As a small business owner, your credit impacts your ability to access the cash you need to run and grow your company. That’s why you need to understand it inside and out. While both personal and business credit scores affect your company’s credibility, they are different.

To take full advantage of the opportunities good business credit provides, read through the following guide. It has everything you need to know.

1. Why do personal credit scores matter?

When it comes to getting small business loans, business credit cards, a line of credit, and other funding—your personal credit score isn’t just ‘personal.’ To many lenders, your personal credit score indicates how responsible you’ll be with money as a business owner.

If you’ve just started your company, your personal credit score will carry even more weight. For many lenders, it could be the deciding factor for whether they fund your business.

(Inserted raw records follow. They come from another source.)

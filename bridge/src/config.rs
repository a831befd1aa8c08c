// Copyright (c) Starcoin, Inc.
// SPDX-License-Identifier: Apache-2.0

use crate::epoch_prover_client::HttpEpochProver;
use crate::epoch_scanner::DEFAULT_MAX_BOUNDARY_DRIFT;
use crate::eth_ledger_client::EthLedgerClient;
use crate::metrics::RelayerMetrics;
use crate::near_rpc_client::{EndpointKind, NearRpcApi, NearRpcClient};
use crate::node_resolver::{DEFAULT_ARCHIVAL_RETENTION_EPOCHS, DEFAULT_EPOCH_LENGTH};
use crate::proving_bus::nats::{
    DEFAULT_RESULT_CONSUMER, DEFAULT_RESULT_STREAM, DEFAULT_RESULT_SUBJECT, DEFAULT_TASK_STREAM,
    DEFAULT_TASK_SUBJECT,
};
use crate::proving_bus::{NatsBusConfig, ResultDelivery};
use crate::retry::RetryPolicy;
use crate::utils::{get_eth_signer_client, read_eth_private_key};
use anyhow::{anyhow, Context};
use ethers::types::Address as EthAddress;
use near_bridge_config::Config;
use serde::{Deserialize, Serialize};
use std::path::PathBuf;
use std::str::FromStr;
use std::sync::Arc;
use std::time::Duration;
use tracing::info;

fn default_epoch_length() -> u64 {
    DEFAULT_EPOCH_LENGTH
}

fn default_archival_retention_epochs() -> u64 {
    DEFAULT_ARCHIVAL_RETENTION_EPOCHS
}

fn default_max_boundary_drift() -> u64 {
    DEFAULT_MAX_BOUNDARY_DRIFT
}

fn default_timeout_secs() -> u64 {
    30
}

fn default_reconnect_delay_secs() -> u64 {
    5
}

fn default_task_subject() -> String {
    DEFAULT_TASK_SUBJECT.to_string()
}

fn default_task_stream() -> String {
    DEFAULT_TASK_STREAM.to_string()
}

fn default_result_subject() -> String {
    DEFAULT_RESULT_SUBJECT.to_string()
}

fn default_result_stream() -> String {
    DEFAULT_RESULT_STREAM.to_string()
}

fn default_result_consumer() -> String {
    DEFAULT_RESULT_CONSUMER.to_string()
}

#[derive(Clone, Debug, Deserialize, Serialize)]
#[serde(rename_all = "kebab-case")]
pub struct NearConfig {
    // Regular node, only keeps the most recent epochs
    pub primary_rpc_url: String,
    // Node with full history, also used for the optimistic head height
    pub archival_rpc_url: String,
    #[serde(default = "default_epoch_length")]
    pub epoch_length: u64,
    // Blocks older than this many epochs behind the head are read from the
    // archival node
    #[serde(default = "default_archival_retention_epochs")]
    pub archival_retention_epochs: u64,
    #[serde(default = "default_max_boundary_drift")]
    pub max_boundary_drift: u64,
    #[serde(default = "default_timeout_secs")]
    pub rpc_timeout_secs: u64,
}

#[derive(Clone, Debug, Deserialize, Serialize)]
#[serde(rename_all = "kebab-case")]
pub struct EthConfig {
    pub eth_rpc_url: String,
    // Address of the checkpoint ledger contract
    pub ledger_address: String,
    // File holding the hex encoded key that signs ledger transactions
    pub ledger_key_path: PathBuf,
    // Checked against the node when set
    #[serde(default, skip_serializing_if = "Option::is_none")]
    pub chain_id: Option<u64>,
}

#[derive(Clone, Debug, Deserialize, Serialize)]
#[serde(rename_all = "kebab-case")]
pub struct BusConfig {
    pub nats_url: String,
    #[serde(default = "default_task_subject")]
    pub task_subject: String,
    #[serde(default = "default_task_stream")]
    pub task_stream: String,
    #[serde(default = "default_result_subject")]
    pub result_subject: String,
    // Only used with at-least-once delivery
    #[serde(default = "default_result_stream")]
    pub result_stream: String,
    #[serde(default)]
    pub result_delivery: ResultDelivery,
    #[serde(default = "default_result_consumer")]
    pub result_consumer: String,
    #[serde(default = "default_reconnect_delay_secs")]
    pub reconnect_delay_secs: u64,
}

impl BusConfig {
    pub fn to_nats_config(&self) -> NatsBusConfig {
        NatsBusConfig {
            nats_url: self.nats_url.clone(),
            task_subject: self.task_subject.clone(),
            task_stream: self.task_stream.clone(),
            result_subject: self.result_subject.clone(),
            result_stream: self.result_stream.clone(),
            result_delivery: self.result_delivery,
            result_consumer: self.result_consumer.clone(),
            reconnect_delay: Duration::from_secs(self.reconnect_delay_secs),
        }
    }
}

#[derive(Clone, Debug, Deserialize, Serialize)]
#[serde(rename_all = "kebab-case")]
pub struct ProverConfig {
    pub epoch_prover_url: String,
    // Epoch proofs take minutes, keep this generous
    #[serde(default = "default_prover_timeout_secs")]
    pub request_timeout_secs: u64,
}

fn default_prover_timeout_secs() -> u64 {
    600
}

#[derive(Clone, Debug, Deserialize, Serialize)]
#[serde(rename_all = "kebab-case")]
pub struct RelayerNodeConfig {
    // The port that the proof API and `/metrics` are served on.
    pub server_listen_port: u16,
    pub near: NearConfig,
    pub eth: EthConfig,
    pub bus: BusConfig,
    pub prover: ProverConfig,
    #[serde(default)]
    pub retry: RetryPolicy,
}

impl Config for RelayerNodeConfig {}

impl RelayerNodeConfig {
    /// Static checks that need no network access.
    pub fn check(&self) -> anyhow::Result<()> {
        for (name, value) in [
            ("primary-rpc-url", &self.near.primary_rpc_url),
            ("archival-rpc-url", &self.near.archival_rpc_url),
            ("eth-rpc-url", &self.eth.eth_rpc_url),
            ("nats-url", &self.bus.nats_url),
            ("epoch-prover-url", &self.prover.epoch_prover_url),
        ] {
            url::Url::parse(value).with_context(|| format!("Invalid {}: {}", name, value))?;
        }
        if self.near.epoch_length == 0 {
            return Err(anyhow!("epoch-length must be greater than zero"));
        }
        if self.near.max_boundary_drift == 0 {
            return Err(anyhow!("max-boundary-drift must be greater than zero"));
        }
        self.ledger_address()?;
        Ok(())
    }

    pub fn ledger_address(&self) -> anyhow::Result<EthAddress> {
        EthAddress::from_str(&self.eth.ledger_address)
            .with_context(|| format!("Invalid ledger-address: {}", self.eth.ledger_address))
    }

    pub async fn validate(
        &self,
        metrics: Arc<RelayerMetrics>,
    ) -> anyhow::Result<RelayerServerConfig> {
        info!("Starting config validation");
        self.check()?;

        let rpc_timeout = Duration::from_secs(self.near.rpc_timeout_secs);
        let primary = NearRpcClient::new(
            self.near.primary_rpc_url.clone(),
            EndpointKind::Primary,
            rpc_timeout,
        )?
        .with_metrics(metrics.clone());
        let archival = NearRpcClient::new(
            self.near.archival_rpc_url.clone(),
            EndpointKind::Archival,
            rpc_timeout,
        )?
        .with_metrics(metrics);

        let key = read_eth_private_key(&self.eth.ledger_key_path)?;
        let signer = get_eth_signer_client(&self.eth.eth_rpc_url, &key, self.eth.chain_id).await?;
        let ledger_address = self.ledger_address()?;
        info!("Ledger contract at {:?}", ledger_address);
        let ledger = Arc::new(EthLedgerClient::new(Arc::new(signer), ledger_address));

        let epoch_prover = Arc::new(HttpEpochProver::new(
            &self.prover.epoch_prover_url,
            Duration::from_secs(self.prover.request_timeout_secs),
        )?);

        info!("Config validation complete");
        Ok(RelayerServerConfig {
            server_listen_port: self.server_listen_port,
            primary: Arc::new(primary),
            archival: Arc::new(archival),
            ledger,
            epoch_prover,
            bus: self.bus.to_nats_config(),
            epoch_length: self.near.epoch_length,
            archival_retention_epochs: self.near.archival_retention_epochs,
            max_boundary_drift: self.near.max_boundary_drift,
            retry: self.retry.clone(),
        })
    }
}

/// Live clients built from a validated `RelayerNodeConfig`.
pub struct RelayerServerConfig {
    pub server_listen_port: u16,
    pub primary: Arc<dyn NearRpcApi>,
    pub archival: Arc<dyn NearRpcApi>,
    pub ledger: Arc<EthLedgerClient>,
    pub epoch_prover: Arc<HttpEpochProver>,
    pub bus: NatsBusConfig,
    pub epoch_length: u64,
    pub archival_retention_epochs: u64,
    pub max_boundary_drift: u64,
    pub retry: RetryPolicy,
}

#[cfg(test)]
mod tests {
    use super::*;
    use crate::retry::{BackoffSchedule, RetryScope};
    use std::io::Write;

    const MINIMAL_YAML: &str = r#"
server-listen-port: 9024
near:
  primary-rpc-url: "https://rpc.mainnet.near.org"
  archival-rpc-url: "https://archival-rpc.mainnet.near.org"
eth:
  eth-rpc-url: "http://127.0.0.1:8545"
  ledger-address: "0x5FbDB2315678afecb367f032d93F642f64180aa3"
  ledger-key-path: "/tmp/does-not-exist.key"
bus:
  nats-url: "nats://127.0.0.1:4222"
prover:
  epoch-prover-url: "http://127.0.0.1:8080"
"#;

    fn write_config(name: &str, content: &str) -> (tempfile::TempDir, PathBuf) {
        let dir = tempfile::tempdir().unwrap();
        let path = dir.path().join(name);
        let mut file = std::fs::File::create(&path).unwrap();
        file.write_all(content.as_bytes()).unwrap();
        (dir, path)
    }

    #[test]
    fn test_load_minimal_yaml_applies_defaults() {
        let (_dir, path) = write_config("relayer.yaml", MINIMAL_YAML);
        let config = RelayerNodeConfig::load(&path).unwrap();

        assert_eq!(config.server_listen_port, 9024);
        assert_eq!(config.near.epoch_length, 43200);
        assert_eq!(config.near.archival_retention_epochs, 3);
        assert_eq!(config.near.max_boundary_drift, 20);
        assert_eq!(config.eth.chain_id, None);
        assert_eq!(config.bus.task_subject, "PROVING_TASKS");
        assert_eq!(config.bus.task_stream, "PROVING_TASKS_STREAM");
        assert_eq!(config.bus.result_subject, "PROVING_RESULTS");
        assert_eq!(config.bus.result_delivery, ResultDelivery::AtMostOnce);
        assert_eq!(config.retry, RetryPolicy::default());
        config.check().unwrap();

        let nats = config.bus.to_nats_config();
        assert_eq!(nats.reconnect_delay, Duration::from_secs(5));
    }

    #[test]
    fn test_load_overrides() {
        let yaml = format!(
            "{}{}",
            MINIMAL_YAML.replace(
                "  nats-url: \"nats://127.0.0.1:4222\"",
                "  nats-url: \"nats://127.0.0.1:4222\"\n  result-delivery: at-least-once\n  result-consumer: relayer-a"
            ),
            r#"retry:
  retry-on: transient-only
  backoff:
    kind: exponential
    initial-ms: 1000
    multiplier: 2.0
    max-ms: 60000
  max-attempts: 10
"#
        );
        let (_dir, path) = write_config("relayer.yml", &yaml);
        let config = RelayerNodeConfig::load(&path).unwrap();

        assert_eq!(config.bus.result_delivery, ResultDelivery::AtLeastOnce);
        assert_eq!(config.bus.result_consumer, "relayer-a");
        assert_eq!(config.retry.retry_on, RetryScope::TransientOnly);
        assert_eq!(config.retry.max_attempts, Some(10));
        assert_eq!(
            config.retry.backoff,
            BackoffSchedule::Exponential {
                initial_ms: 1000,
                multiplier: 2.0,
                max_ms: 60000,
            }
        );
    }

    #[test]
    fn test_save_and_reload_json() {
        let (dir, path) = write_config("relayer.yaml", MINIMAL_YAML);
        let config = RelayerNodeConfig::load(&path).unwrap();

        let json_path = dir.path().join("relayer.json");
        config.save(&json_path).unwrap();
        let reloaded = RelayerNodeConfig::load(&json_path).unwrap();
        assert_eq!(reloaded.near.primary_rpc_url, config.near.primary_rpc_url);
        assert_eq!(reloaded.eth.ledger_address, config.eth.ledger_address);
        assert_eq!(reloaded.retry, config.retry);
    }

    #[test]
    fn test_check_rejects_invalid_values() {
        let (_dir, path) = write_config("relayer.yaml", MINIMAL_YAML);
        let config = RelayerNodeConfig::load(&path).unwrap();

        let mut bad = config.clone();
        bad.near.epoch_length = 0;
        assert!(bad.check().is_err());

        let mut bad = config.clone();
        bad.near.primary_rpc_url = "not a url".to_string();
        assert!(bad.check().unwrap_err().to_string().contains("primary-rpc-url"));

        let mut bad = config;
        bad.eth.ledger_address = "0x1234".to_string();
        assert!(bad.check().unwrap_err().to_string().contains("ledger-address"));
    }

    #[tokio::test]
    async fn test_validate_fails_without_ledger_key() {
        let (_dir, path) = write_config("relayer.yaml", MINIMAL_YAML);
        let config = RelayerNodeConfig::load(&path).unwrap();
        let err = config
            .validate(Arc::new(RelayerMetrics::new_for_testing()))
            .await
            .err()
            .unwrap();
        assert!(err.to_string().contains("Failed to read ledger key"));
    }
}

That’s why Tom Gazaway, a small business funding expert, says that you should “do everything you can to protect, preserve, and improve your credit profile.” A good score means “your chances of getting approved for a small business loan will increase measurably.”

2. How do you improve your personal credit score?

To improve your personal credit score, know how it’s calculated. Then find out where you stand and take steps to improve it.

Here’s how FICO® determines your personal credit score:

  • Payment history (35%): Do you pay your bills on time?
  • Amounts owed (30%): What is your credit utilization ratio?
  • Length of credit history (15%): How long have your credit accounts been established?
  • Credit mix (10%): Do you use a variety of forms of credit, like credit cards, auto loans, student loans, etc.
  • New credit (10%): Have you opened new credit accounts recently? This may show greater risk to lenders.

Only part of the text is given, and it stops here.